For the listing that follows, give again exactly the lines from the one with "the command list" to the one with "to conversation N", including both.

─── DATA EXCERPTS ───

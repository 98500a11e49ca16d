//! REPL Commands and Rendering
//!
//! Line parsing and plain-text rendering for the `deepchat` binary. Lines
//! starting with `/` are commands; anything else is a chat turn.

use relay_core::reasoning::{REASONING_PREFIX, SEPARATOR};
use relay_core::{ChatMessage, Conversation, ConversationCollection, MessageRole, ReasoningSplit};

/// One parsed input line
#[derive(Clone, Debug, PartialEq, Eq)]
pub enum Command {
    /// Send a chat turn
    Say(String),
    /// Start a new conversation
    New,
    /// Empty the active conversation
    Clear,
    /// List conversations
    List,
    /// Activate conversation N (1-based, as listed)
    Switch(usize),
    /// Remove conversation N (1-based, as listed)
    Remove(usize),
    /// List backend models
    Models,
    /// Use a different chat model
    Model(String),
    /// Toggle reasoning of the last answer
    Think,
    /// Print the active conversation
    Show,
    /// Attach an image file to the next turn
    Image(String),
    /// Upload a document and attach its text to the next turn
    Doc(String),
    /// Show the command list
    Help,
    /// Leave
    Quit,
}

/// Help text listing every command
pub const HELP: &str = "\
/new             start a conversation
/clear           empty the current conversation
/list            list conversations
/switch N        switch to conversation N
/remove N        remove conversation N
/models          list models on the backend
/model NAME      use NAME for later turns
/think           show or hide reasoning of the last answer
/show            print the current conversation
/image PATH      attach an image to the next message
/doc PATH        attach a document's text to the next message
/quit            leave";

impl Command {
    /// Parse one input line; `None` for blank lines
    ///
    /// # Errors
    ///
    /// Returns a message for an unknown command or a bad argument.
    pub fn parse(line: &str) -> Result<Option<Self>, String> {
        let line = line.trim();
        if line.is_empty() {
            return Ok(None);
        }
        let Some(command) = line.strip_prefix('/') else {
            return Ok(Some(Self::Say(line.to_string())));
        };

        let (name, arg) = command
            .split_once(char::is_whitespace)
            .map_or((command, ""), |(n, a)| (n, a.trim()));

        let parsed = match (name, arg) {
            ("new", "") => Self::New,
            ("clear", "") => Self::Clear,
            ("list", "") => Self::List,
            ("models", "") => Self::Models,
            ("think", "") => Self::Think,
            ("show", "") => Self::Show,
            ("help", "") => Self::Help,
            ("quit" | "exit", "") => Self::Quit,
            ("switch", n) => Self::Switch(position(n)?),
            ("remove", n) => Self::Remove(position(n)?),
            ("model", m) if !m.is_empty() => Self::Model(m.to_string()),
            ("image", p) if !p.is_empty() => Self::Image(p.to_string()),
            ("doc", p) if !p.is_empty() => Self::Doc(p.to_string()),
            _ => return Err(format!("unknown command '/{command}' (try /help)")),
        };
        Ok(Some(parsed))
    }
}

/// 1-based list position to index
fn position(arg: &str) -> Result<usize, String> {
    match arg.parse::<usize>() {
        Ok(n) if n > 0 => Ok(n - 1),
        _ => Err(format!("expected a conversation number, got '{arg}'")),
    }
}

/// One line per conversation, the active one marked with `*`
#[must_use]
pub fn render_list(collection: &ConversationCollection) -> String {
    collection
        .conversations()
        .iter()
        .enumerate()
        .map(|(i, conv)| {
            let marker = if i == collection.active_index() { '*' } else { ' ' };
            format!("{marker} {:>2}. {} ({} messages)", i + 1, conv.title(), conv.len())
        })
        .collect::<Vec<_>>()
        .join("\n")
}

/// Message text as displayed, honouring its reasoning toggle
#[must_use]
pub fn visible_content(message: &ChatMessage) -> String {
    let split = ReasoningSplit::of(message.content());
    if message.role() != MessageRole::Assistant || !split.has_reasoning() {
        return message.content().to_string();
    }
    if message.show_reasoning {
        format!("({})\n{}", split.reasoning.trim(), split.answer.trim_start())
    } else {
        split.answer.trim_start().to_string()
    }
}

/// Printable part of an answer that is still streaming
#[derive(Clone, Copy, Debug, PartialEq, Eq)]
pub enum LiveText<'a> {
    /// Only reasoning so far
    Thinking,
    /// Answer text so far; grows with every update
    Answer(&'a str),
}

/// What to print of streamed `content` while reasoning is hidden
#[must_use]
pub fn live_answer(content: &str) -> LiveText<'_> {
    match content.split_once(SEPARATOR) {
        Some((_, answer)) => LiveText::Answer(answer.trim_start()),
        None if content.starts_with(REASONING_PREFIX) => LiveText::Thinking,
        None => LiveText::Answer(content),
    }
}

/// Whole conversation wrapped to `width` columns
#[must_use]
pub fn render_conversation(conversation: &Conversation, width: usize) -> String {
    let mut lines = Vec::new();
    for message in conversation.messages() {
        let prefix = match message.role() {
            MessageRole::User => "You: ",
            MessageRole::Assistant => "Assistant: ",
            MessageRole::System => "",
        };
        let mut content = format!("{prefix}{}", visible_content(message));
        if let Some(pdf) = &message.pdf {
            content.push_str(&format!(" [document: {pdf}]"));
        }
        if message.image.is_some() {
            content.push_str(" [image]");
        }
        if message.is_streaming() {
            content.push('_');
        }
        lines.extend(textwrap::wrap(&content, width).into_iter().map(|l| l.to_string()));
        lines.push(String::new());
    }
    lines.join("\n")
}

#[cfg(test)]
mod tests {
    use super::*;
    use pretty_assertions::assert_eq;

    #[test]
    fn test_parse_plain_text_is_a_turn() {
        assert_eq!(
            Command::parse("  hello there ").unwrap(),
            Some(Command::Say("hello there".into()))
        );
        assert_eq!(Command::parse("   ").unwrap(), None);
    }

    #[test]
    fn test_parse_commands() {
        assert_eq!(Command::parse("/new").unwrap(), Some(Command::New));
        assert_eq!(Command::parse("/switch 2").unwrap(), Some(Command::Switch(1)));
        assert_eq!(
            Command::parse("/model qwen2.5:7b").unwrap(),
            Some(Command::Model("qwen2.5:7b".into()))
        );
        assert_eq!(
            Command::parse("/doc notes/a file.txt").unwrap(),
            Some(Command::Doc("notes/a file.txt".into()))
        );
        assert_eq!(Command::parse("/exit").unwrap(), Some(Command::Quit));
    }

    #[test]
    fn test_parse_rejects_bad_input() {
        assert!(Command::parse("/switch 0").is_err());
        assert!(Command::parse("/remove x").is_err());
        assert!(Command::parse("/model").is_err());
        assert!(Command::parse("/frobnicate").is_err());
        assert!(Command::parse("/new now").is_err());
    }

    #[test]
    fn test_reasoning_hidden_by_default() {
        let mut message = ChatMessage::assistant_placeholder();
        message
            .replace_streamed("I'm thinking: weigh options^^^^^^^\n\nUse a map.")
            .unwrap();
        assert_eq!(visible_content(&message), "Use a map.");

        message.show_reasoning = true;
        assert_eq!(
            visible_content(&message),
            "(I'm thinking: weigh options)\nUse a map."
        );
    }

    #[test]
    fn test_live_answer_skips_reasoning() {
        assert_eq!(live_answer("I'm thinking: wei"), LiveText::Thinking);
        assert_eq!(
            live_answer("I'm thinking: weigh options^^^^^^^\n\nUse"),
            LiveText::Answer("Use")
        );
        assert_eq!(
            live_answer("I'm thinking: weigh options^^^^^^^\n\nUse a map."),
            LiveText::Answer("Use a map.")
        );
        assert_eq!(live_answer("Plain answer"), LiveText::Answer("Plain answer"));
    }

    #[test]
    fn test_user_content_untouched() {
        let message = ChatMessage::user("what is ^^^^^^^ anyway");
        assert_eq!(visible_content(&message), "what is ^^^^^^^ anyway");
    }

    #[test]
    fn test_render_list_marks_active() {
        let collection = ConversationCollection::new().with_new_conversation();
        let rendered = render_list(&collection);
        let lines: Vec<&str> = rendered.lines().collect();
        assert_eq!(lines.len(), 2);
        assert!(lines[0].starts_with("   1."));
        assert!(lines[1].starts_with("*  2."));
    }
}
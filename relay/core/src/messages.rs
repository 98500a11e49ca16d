//! Chat Messages
//!
//! One turn in a conversation, plus the slim `{role, content}` projection the
//! relay forwards to the backend.
//!
//! # Lifecycle
//!
//! A user turn and an empty assistant placeholder are created together. The
//! placeholder is in [`StreamStatus::Streaming`] and its content may only
//! move forward while fragments arrive; once the status becomes terminal the
//! content is frozen.

use chrono::{DateTime, Utc};
use serde::{Deserialize, Serialize};
use thiserror::Error;
use uuid::Uuid;

/// Unique message identifier
///
/// Generated by the caller; opaque to the relay.
#[derive(Clone, Debug, PartialEq, Eq, Hash, Serialize, Deserialize)]
#[serde(transparent)]
pub struct MessageId(pub String);

impl MessageId {
    /// Generate a new unique message ID
    #[must_use]
    pub fn new() -> Self {
        Self(Uuid::new_v4().to_string())
    }
}

impl Default for MessageId {
    fn default() -> Self {
        Self::new()
    }
}

impl std::fmt::Display for MessageId {
    fn fmt(&self, f: &mut std::fmt::Formatter<'_>) -> std::fmt::Result {
        f.write_str(&self.0)
    }
}

/// Message sender role
#[derive(Clone, Copy, Debug, PartialEq, Eq, Hash, Serialize, Deserialize)]
#[serde(rename_all = "lowercase")]
pub enum MessageRole {
    /// Instructions for the model
    System,
    /// User input
    User,
    /// Model output
    Assistant,
}

impl MessageRole {
    /// Wire name of the role
    #[must_use]
    pub fn as_str(self) -> &'static str {
        match self {
            Self::System => "system",
            Self::User => "user",
            Self::Assistant => "assistant",
        }
    }
}

/// Status of a streamed assistant turn
#[derive(Clone, Copy, Debug, PartialEq, Eq, Serialize, Deserialize)]
#[serde(rename_all = "SCREAMING_SNAKE_CASE")]
pub enum StreamStatus {
    /// Fragments are still arriving
    Streaming,
    /// The terminal sentinel was received
    Completed,
    /// The turn ended in an error
    Error,
}

impl StreamStatus {
    /// Whether no further content may arrive
    #[must_use]
    pub fn is_terminal(self) -> bool {
        !matches!(self, Self::Streaming)
    }
}

/// Errors from mutating a message
#[derive(Debug, Error, PartialEq, Eq)]
pub enum MessageError {
    /// The message already reached a terminal status
    #[error("message {0} is frozen")]
    Frozen(MessageId),

    /// A replacement did not extend the content streamed so far
    #[error("message {0} content may only grow while streaming")]
    NotAppendOnly(MessageId),
}

/// `{role, content}` pair forwarded to the backend
#[derive(Clone, Debug, PartialEq, Eq, Serialize, Deserialize)]
pub struct HistoryEntry {
    /// Who said it
    pub role: MessageRole,
    /// What was said
    pub content: String,
}

impl HistoryEntry {
    /// Create a new entry
    pub fn new(role: MessageRole, content: impl Into<String>) -> Self {
        Self {
            role,
            content: content.into(),
        }
    }
}

/// A message in a conversation
#[derive(Clone, Debug, PartialEq, Serialize, Deserialize)]
pub struct ChatMessage {
    /// Unique message ID
    pub id: MessageId,
    role: MessageRole,
    content: String,
    /// Inline image data (data URL or bare base64) attached to a user turn
    #[serde(default, skip_serializing_if = "Option::is_none")]
    pub image: Option<String>,
    /// Name of the document attached to a user turn
    #[serde(default, skip_serializing_if = "Option::is_none")]
    pub pdf: Option<String>,
    /// Streaming status (assistant placeholders only)
    #[serde(default, skip_serializing_if = "Option::is_none")]
    status: Option<StreamStatus>,
    /// Whether the reasoning part is shown
    #[serde(default)]
    pub show_reasoning: bool,
    /// When the message was created
    pub created_at: DateTime<Utc>,
}

impl ChatMessage {
    /// Create a finished message
    pub fn new(role: MessageRole, content: impl Into<String>) -> Self {
        Self {
            id: MessageId::new(),
            role,
            content: content.into(),
            image: None,
            pdf: None,
            status: None,
            show_reasoning: false,
            created_at: Utc::now(),
        }
    }

    /// Create a user message
    pub fn user(content: impl Into<String>) -> Self {
        Self::new(MessageRole::User, content)
    }

    /// Create an empty assistant placeholder awaiting fragments
    #[must_use]
    pub fn assistant_placeholder() -> Self {
        Self {
            status: Some(StreamStatus::Streaming),
            ..Self::new(MessageRole::Assistant, String::new())
        }
    }

    /// Attach inline image data
    #[must_use]
    pub fn with_image(mut self, image: impl Into<String>) -> Self {
        self.image = Some(image.into());
        self
    }

    /// Attach a document name
    #[must_use]
    pub fn with_pdf(mut self, name: impl Into<String>) -> Self {
        self.pdf = Some(name.into());
        self
    }

    /// The sender role (fixed at creation)
    #[must_use]
    pub fn role(&self) -> MessageRole {
        self.role
    }

    /// The message content
    #[must_use]
    pub fn content(&self) -> &str {
        &self.content
    }

    /// Streaming status, if this is a streamed turn
    #[must_use]
    pub fn status(&self) -> Option<StreamStatus> {
        self.status
    }

    /// Whether fragments may still be applied
    #[must_use]
    pub fn is_streaming(&self) -> bool {
        self.status == Some(StreamStatus::Streaming)
    }

    /// Replace the content with the full accumulated stream content
    ///
    /// The consumer reports the whole content so far on every update; the new
    /// value must extend what was already stored.
    ///
    /// # Errors
    ///
    /// Returns [`MessageError::Frozen`] if the message is not streaming, or
    /// [`MessageError::NotAppendOnly`] if `content` does not start with the
    /// current content.
    pub fn replace_streamed(&mut self, content: &str) -> Result<(), MessageError> {
        if !self.is_streaming() {
            return Err(MessageError::Frozen(self.id.clone()));
        }
        if !content.starts_with(&self.content) {
            return Err(MessageError::NotAppendOnly(self.id.clone()));
        }
        self.content = content.to_string();
        Ok(())
    }

    /// Move a streaming message to a terminal status
    ///
    /// # Errors
    ///
    /// Returns [`MessageError::Frozen`] if the message is already terminal.
    pub fn finish(&mut self, status: StreamStatus) -> Result<(), MessageError> {
        if !self.is_streaming() {
            return Err(MessageError::Frozen(self.id.clone()));
        }
        self.status = Some(status);
        Ok(())
    }

    /// End a turn left streaming by an earlier run as failed
    ///
    /// Returns whether the status changed.
    pub(crate) fn interrupt(&mut self) -> bool {
        if self.is_streaming() {
            self.status = Some(StreamStatus::Error);
            true
        } else {
            false
        }
    }

    /// Project to the `{role, content}` pair sent as history
    #[must_use]
    pub fn to_history(&self) -> HistoryEntry {
        HistoryEntry::new(self.role, self.content.clone())
    }
}

#[cfg(test)]
mod tests {
    use super::*;

    #[test]
    fn test_message_id_uniqueness() {
        assert_ne!(MessageId::new(), MessageId::new());
    }

    #[test]
    fn test_role_serialization() {
        let json = serde_json::to_string(&MessageRole::Assistant).unwrap();
        assert_eq!(json, "\"assistant\"");
        let role: MessageRole = serde_json::from_str("\"system\"").unwrap();
        assert_eq!(role, MessageRole::System);
    }

    #[test]
    fn test_status_wire_names() {
        assert_eq!(
            serde_json::to_string(&StreamStatus::Completed).unwrap(),
            "\"COMPLETED\""
        );
        assert!(StreamStatus::Error.is_terminal());
        assert!(!StreamStatus::Streaming.is_terminal());
    }

    #[test]
    fn test_placeholder_streaming_lifecycle() {
        let mut msg = ChatMessage::assistant_placeholder();
        assert!(msg.is_streaming());
        assert_eq!(msg.content(), "");

        msg.replace_streamed("He").unwrap();
        msg.replace_streamed("Hello").unwrap();
        assert_eq!(msg.content(), "Hello");

        msg.finish(StreamStatus::Completed).unwrap();
        assert_eq!(msg.status(), Some(StreamStatus::Completed));
        assert_eq!(
            msg.replace_streamed("Hello!"),
            Err(MessageError::Frozen(msg.id.clone()))
        );
        assert!(msg.finish(StreamStatus::Error).is_err());
        assert_eq!(msg.content(), "Hello");
    }

    #[test]
    fn test_replace_must_extend() {
        let mut msg = ChatMessage::assistant_placeholder();
        msg.replace_streamed("abc").unwrap();
        assert_eq!(
            msg.replace_streamed("xyz"),
            Err(MessageError::NotAppendOnly(msg.id.clone()))
        );
        assert_eq!(msg.content(), "abc");
    }

    #[test]
    fn test_user_message_is_not_streaming() {
        let mut msg = ChatMessage::user("hi").with_pdf("notes.pdf");
        assert_eq!(msg.role(), MessageRole::User);
        assert_eq!(msg.status(), None);
        assert!(msg.replace_streamed("hi!").is_err());
        assert_eq!(msg.pdf.as_deref(), Some("notes.pdf"));
    }

    #[test]
    fn test_history_projection_drops_attachments() {
        let msg = ChatMessage::user("look").with_image("data:image/png;base64,AAAA");
        let entry = msg.to_history();
        assert_eq!(entry, HistoryEntry::new(MessageRole::User, "look"));
        let json = serde_json::to_value(&entry).unwrap();
        assert_eq!(json, serde_json::json!({"role": "user", "content": "look"}));
    }
}
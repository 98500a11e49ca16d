//! Streaming chat-completion route.
//!
//! `POST /api/deep-chat` (also mounted at `/api/chat`) takes a completion
//! request, optionally has the vision model describe an attached image,
//! composes the prompt and relays the chat model's output as an event
//! stream. Any other method gets `405 Method not allowed` without touching
//! the backend.

use axum::body::{Body, Bytes};
use axum::extract::State;
use axum::http::header;
use axum::response::{IntoResponse, Response};
use axum::routing::post;
use axum::Router;
use tokio_util::sync::CancellationToken;
use tracing::{debug, info, info_span, Instrument};
use uuid::Uuid;

use relay_core::request::{DEFAULT_LLM, DEFAULT_VISION};
use relay_core::{build_messages, compose_prompt, system_preamble, CompletionRequest};

use crate::error::ServerError;
use crate::relay::{spawn_relay, FrameStream, RelayOptions};
use crate::routes::MAX_BODY_BYTES;
use crate::state::AppState;

/// Register chat routes.
pub fn router() -> Router<AppState> {
    Router::new()
        .route(
            "/api/deep-chat",
            post(deep_chat).fallback(method_not_allowed),
        )
        .route("/api/chat", post(deep_chat).fallback(method_not_allowed))
}

/// Any non-POST request to a chat route.
pub async fn method_not_allowed() -> ServerError {
    ServerError::MethodNotAllowed
}

/// Wrap a frame stream in the event-stream response
fn event_stream(frames: FrameStream) -> Response {
    (
        [
            (header::CONTENT_TYPE, "text/event-stream"),
            (header::CACHE_CONTROL, "no-cache"),
            (header::CONNECTION, "keep-alive"),
        ],
        Body::from_stream(frames),
    )
        .into_response()
}

/// Streaming chat completion (`POST /api/deep-chat`).
///
/// The body is read here rather than by an extractor, so that an oversized,
/// interrupted or malformed request is reported like every other pre-stream
/// failure.
pub async fn deep_chat(State(state): State<AppState>, body: Body) -> Result<Response, ServerError> {
    let span = info_span!("deep_chat", request_id = %Uuid::new_v4());
    relay_completion(state, body).instrument(span).await
}

async fn relay_completion(state: AppState, body: Body) -> Result<Response, ServerError> {
    let body: Bytes = axum::body::to_bytes(body, MAX_BODY_BYTES).await?;
    let request = CompletionRequest::from_json(&body)?;
    let models = request.model_config.clone().or(&state.config.models);
    let llm = models.llm.as_deref().unwrap_or(DEFAULT_LLM);

    debug!(
        llm,
        prompt_len = request.prompt.len(),
        history = request.history.len(),
        has_image = request.image.is_some(),
        has_document = request.document_text().is_some(),
        "chat request"
    );

    let description = match request.image_bytes()? {
        Some(image) => {
            let vision = models.vision.as_deref().unwrap_or(DEFAULT_VISION);
            let description = state.backend.describe_image(vision, &image).await?;
            debug!(vision, chars = description.len(), "image described");
            Some(description)
        }
        None => None,
    };

    let prompt = compose_prompt(
        &request.prompt,
        description.as_deref(),
        request.document_text(),
    );
    let messages = build_messages(
        system_preamble(models.language.as_deref()),
        &request.history,
        prompt,
    );

    let cancel = CancellationToken::new();
    let fragments = state
        .backend
        .stream_chat(llm, messages, cancel.clone())
        .await?;

    info!(llm, backend = state.backend.name(), "stream opened");
    let frames = spawn_relay(fragments, cancel, RelayOptions::from(state.config.as_ref()));
    Ok(event_stream(frames))
}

───

EXERCISE OUTPUT:
    /// Show the command list
    Help,
    /// Leave
    Quit,
}

/// Help text listing every command
pub const HELP: &str = "\
/new             start a conversation
/clear           empty the current conversation
/list            list conversations
/switch N        switch to conversation N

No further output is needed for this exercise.